◆ Requirement:
Nothing but the lines from the one with "date(2024, 5, 1)]);" through the final line of the listing should appear in the answer, each copied exactly.

◆ Recorded data:
=======

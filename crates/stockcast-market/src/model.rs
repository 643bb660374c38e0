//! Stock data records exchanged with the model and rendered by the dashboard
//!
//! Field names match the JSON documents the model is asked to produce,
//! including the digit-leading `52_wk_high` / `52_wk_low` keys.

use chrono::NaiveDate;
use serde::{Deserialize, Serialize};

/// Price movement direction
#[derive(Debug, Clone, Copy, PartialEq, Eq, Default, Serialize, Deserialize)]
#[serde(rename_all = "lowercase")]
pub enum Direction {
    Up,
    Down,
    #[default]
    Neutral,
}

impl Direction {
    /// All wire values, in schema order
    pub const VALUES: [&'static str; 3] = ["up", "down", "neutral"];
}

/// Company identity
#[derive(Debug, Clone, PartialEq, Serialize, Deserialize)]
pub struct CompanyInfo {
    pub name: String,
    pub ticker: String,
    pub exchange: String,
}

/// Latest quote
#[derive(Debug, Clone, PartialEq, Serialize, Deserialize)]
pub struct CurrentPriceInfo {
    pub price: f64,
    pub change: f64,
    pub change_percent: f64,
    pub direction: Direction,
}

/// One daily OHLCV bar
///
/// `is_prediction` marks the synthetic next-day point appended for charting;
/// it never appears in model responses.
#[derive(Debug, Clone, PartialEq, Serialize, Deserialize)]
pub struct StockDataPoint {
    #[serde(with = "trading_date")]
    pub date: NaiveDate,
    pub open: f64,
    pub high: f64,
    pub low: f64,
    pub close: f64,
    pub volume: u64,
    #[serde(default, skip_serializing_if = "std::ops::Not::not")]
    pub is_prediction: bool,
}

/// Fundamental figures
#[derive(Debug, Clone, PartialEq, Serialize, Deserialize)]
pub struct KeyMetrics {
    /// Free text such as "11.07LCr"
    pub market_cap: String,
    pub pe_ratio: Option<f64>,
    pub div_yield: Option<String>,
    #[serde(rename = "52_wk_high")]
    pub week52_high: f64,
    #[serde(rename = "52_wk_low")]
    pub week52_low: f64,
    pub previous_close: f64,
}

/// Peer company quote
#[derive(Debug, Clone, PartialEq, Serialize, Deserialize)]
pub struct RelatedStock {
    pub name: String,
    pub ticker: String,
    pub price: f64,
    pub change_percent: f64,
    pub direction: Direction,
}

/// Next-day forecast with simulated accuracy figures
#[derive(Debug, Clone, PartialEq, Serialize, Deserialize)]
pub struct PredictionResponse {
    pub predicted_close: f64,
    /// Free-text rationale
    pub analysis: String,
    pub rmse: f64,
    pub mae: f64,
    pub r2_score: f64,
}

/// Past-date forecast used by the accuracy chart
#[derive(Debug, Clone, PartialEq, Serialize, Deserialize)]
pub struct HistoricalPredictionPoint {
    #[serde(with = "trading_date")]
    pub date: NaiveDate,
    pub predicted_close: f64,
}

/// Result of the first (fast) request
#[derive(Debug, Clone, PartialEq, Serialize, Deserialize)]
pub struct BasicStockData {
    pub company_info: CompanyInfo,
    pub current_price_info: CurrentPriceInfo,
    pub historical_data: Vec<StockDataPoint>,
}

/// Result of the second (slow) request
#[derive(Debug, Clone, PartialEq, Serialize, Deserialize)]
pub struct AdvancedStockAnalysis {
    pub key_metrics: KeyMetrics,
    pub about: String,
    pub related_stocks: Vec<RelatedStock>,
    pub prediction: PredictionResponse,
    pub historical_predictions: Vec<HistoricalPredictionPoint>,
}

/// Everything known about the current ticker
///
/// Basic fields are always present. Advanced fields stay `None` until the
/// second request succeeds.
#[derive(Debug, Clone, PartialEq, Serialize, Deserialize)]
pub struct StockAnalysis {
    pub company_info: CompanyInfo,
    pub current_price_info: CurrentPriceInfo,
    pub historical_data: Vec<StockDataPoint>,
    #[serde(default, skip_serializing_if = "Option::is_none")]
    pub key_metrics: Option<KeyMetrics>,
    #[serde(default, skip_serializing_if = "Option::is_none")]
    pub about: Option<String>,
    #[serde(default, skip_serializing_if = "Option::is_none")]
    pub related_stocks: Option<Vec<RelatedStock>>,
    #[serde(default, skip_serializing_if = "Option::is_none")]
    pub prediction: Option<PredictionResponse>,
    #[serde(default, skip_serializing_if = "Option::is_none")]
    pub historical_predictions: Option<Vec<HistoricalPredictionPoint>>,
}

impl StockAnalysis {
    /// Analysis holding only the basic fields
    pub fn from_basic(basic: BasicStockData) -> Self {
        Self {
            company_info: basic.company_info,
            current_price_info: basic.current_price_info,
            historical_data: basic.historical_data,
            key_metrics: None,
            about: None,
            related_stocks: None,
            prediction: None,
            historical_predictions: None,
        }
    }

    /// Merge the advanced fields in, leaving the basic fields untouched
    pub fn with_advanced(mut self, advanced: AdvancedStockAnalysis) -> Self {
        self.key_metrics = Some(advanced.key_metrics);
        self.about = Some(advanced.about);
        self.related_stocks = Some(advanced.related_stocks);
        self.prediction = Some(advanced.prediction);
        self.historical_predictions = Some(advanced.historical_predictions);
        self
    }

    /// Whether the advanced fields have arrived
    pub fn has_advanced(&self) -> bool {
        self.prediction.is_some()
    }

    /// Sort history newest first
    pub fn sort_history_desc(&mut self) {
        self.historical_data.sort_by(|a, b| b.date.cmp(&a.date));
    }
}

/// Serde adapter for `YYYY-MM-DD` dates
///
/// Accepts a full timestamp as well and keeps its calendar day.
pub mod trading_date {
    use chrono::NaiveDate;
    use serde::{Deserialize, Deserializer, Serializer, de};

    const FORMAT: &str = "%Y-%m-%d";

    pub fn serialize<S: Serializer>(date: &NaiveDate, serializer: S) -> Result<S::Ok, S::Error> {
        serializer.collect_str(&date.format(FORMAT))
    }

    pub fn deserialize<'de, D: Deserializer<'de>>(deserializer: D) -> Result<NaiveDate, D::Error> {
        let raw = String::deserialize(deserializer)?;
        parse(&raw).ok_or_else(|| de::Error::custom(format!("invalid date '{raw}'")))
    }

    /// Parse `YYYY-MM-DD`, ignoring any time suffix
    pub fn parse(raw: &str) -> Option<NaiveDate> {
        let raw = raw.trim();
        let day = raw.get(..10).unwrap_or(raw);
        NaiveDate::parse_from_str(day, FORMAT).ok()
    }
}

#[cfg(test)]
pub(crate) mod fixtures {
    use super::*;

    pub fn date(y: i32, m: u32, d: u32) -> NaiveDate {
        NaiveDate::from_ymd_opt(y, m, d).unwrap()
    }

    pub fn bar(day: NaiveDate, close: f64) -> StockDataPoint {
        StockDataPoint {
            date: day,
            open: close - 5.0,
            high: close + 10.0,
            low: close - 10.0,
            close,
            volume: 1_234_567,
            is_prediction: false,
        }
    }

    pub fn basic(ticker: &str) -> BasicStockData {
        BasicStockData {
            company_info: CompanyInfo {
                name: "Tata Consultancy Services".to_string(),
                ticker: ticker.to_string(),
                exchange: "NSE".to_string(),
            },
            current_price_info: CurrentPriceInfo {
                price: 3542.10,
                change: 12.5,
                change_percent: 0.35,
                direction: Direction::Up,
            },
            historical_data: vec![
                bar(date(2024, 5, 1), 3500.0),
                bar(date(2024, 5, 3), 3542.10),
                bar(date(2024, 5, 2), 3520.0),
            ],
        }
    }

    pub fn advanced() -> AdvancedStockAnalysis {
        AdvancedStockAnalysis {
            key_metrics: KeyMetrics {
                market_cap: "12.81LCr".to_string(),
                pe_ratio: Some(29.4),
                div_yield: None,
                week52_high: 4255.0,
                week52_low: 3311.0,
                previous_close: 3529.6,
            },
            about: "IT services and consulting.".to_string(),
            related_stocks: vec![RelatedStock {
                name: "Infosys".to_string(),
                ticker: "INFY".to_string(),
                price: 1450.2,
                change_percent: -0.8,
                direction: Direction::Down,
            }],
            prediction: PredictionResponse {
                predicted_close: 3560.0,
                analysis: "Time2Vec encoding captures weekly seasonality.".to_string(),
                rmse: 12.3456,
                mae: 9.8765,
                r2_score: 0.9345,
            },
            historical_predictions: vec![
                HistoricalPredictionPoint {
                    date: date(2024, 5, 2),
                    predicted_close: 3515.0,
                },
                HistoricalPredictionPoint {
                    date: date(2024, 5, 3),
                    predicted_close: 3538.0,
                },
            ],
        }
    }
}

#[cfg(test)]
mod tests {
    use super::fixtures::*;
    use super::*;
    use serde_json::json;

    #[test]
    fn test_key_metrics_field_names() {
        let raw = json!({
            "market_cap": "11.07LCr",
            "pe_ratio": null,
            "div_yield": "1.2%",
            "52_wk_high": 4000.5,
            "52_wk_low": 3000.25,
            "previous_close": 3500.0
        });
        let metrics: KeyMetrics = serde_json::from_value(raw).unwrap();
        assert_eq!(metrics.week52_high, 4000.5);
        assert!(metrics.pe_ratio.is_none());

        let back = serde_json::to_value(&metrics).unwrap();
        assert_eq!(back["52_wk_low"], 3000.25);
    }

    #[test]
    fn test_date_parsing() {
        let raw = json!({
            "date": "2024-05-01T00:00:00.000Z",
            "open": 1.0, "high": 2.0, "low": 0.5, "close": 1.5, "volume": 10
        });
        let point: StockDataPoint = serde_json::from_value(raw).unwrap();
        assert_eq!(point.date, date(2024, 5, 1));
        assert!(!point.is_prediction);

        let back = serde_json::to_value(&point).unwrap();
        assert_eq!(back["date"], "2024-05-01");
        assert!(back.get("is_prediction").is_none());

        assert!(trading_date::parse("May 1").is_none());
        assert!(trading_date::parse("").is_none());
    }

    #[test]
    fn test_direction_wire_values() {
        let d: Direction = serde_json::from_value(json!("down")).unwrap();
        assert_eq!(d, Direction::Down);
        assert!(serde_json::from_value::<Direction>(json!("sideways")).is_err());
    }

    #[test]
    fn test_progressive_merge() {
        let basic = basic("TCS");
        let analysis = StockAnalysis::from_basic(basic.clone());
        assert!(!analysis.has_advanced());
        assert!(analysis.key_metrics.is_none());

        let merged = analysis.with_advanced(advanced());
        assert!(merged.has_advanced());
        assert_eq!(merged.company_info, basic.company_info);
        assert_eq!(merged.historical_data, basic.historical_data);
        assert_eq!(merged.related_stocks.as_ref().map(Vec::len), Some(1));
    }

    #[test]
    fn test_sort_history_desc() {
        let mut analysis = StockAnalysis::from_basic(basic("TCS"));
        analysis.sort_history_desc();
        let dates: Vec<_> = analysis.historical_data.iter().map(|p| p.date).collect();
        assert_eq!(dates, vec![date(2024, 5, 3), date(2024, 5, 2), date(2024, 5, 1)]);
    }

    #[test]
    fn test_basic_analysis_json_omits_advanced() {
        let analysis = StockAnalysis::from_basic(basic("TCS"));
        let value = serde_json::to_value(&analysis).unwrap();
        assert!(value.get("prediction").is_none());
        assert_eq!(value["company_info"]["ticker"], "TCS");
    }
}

=======

◆ Task response:
        assert_eq!(dates, vec![date(2024, 5, 3), date(2024, 5, 2), date(2024, 5, 1)]);
    }

    #[test]
    fn test_basic_analysis_json_omits_advanced() {
        let analysis = StockAnalysis::from_basic(basic("TCS"));
        let value = serde_json::to_value(&analysis).unwrap();
        assert!(value.get("prediction").is_none());
        assert_eq!(value["company_info"]["ticker"], "TCS");
    }
}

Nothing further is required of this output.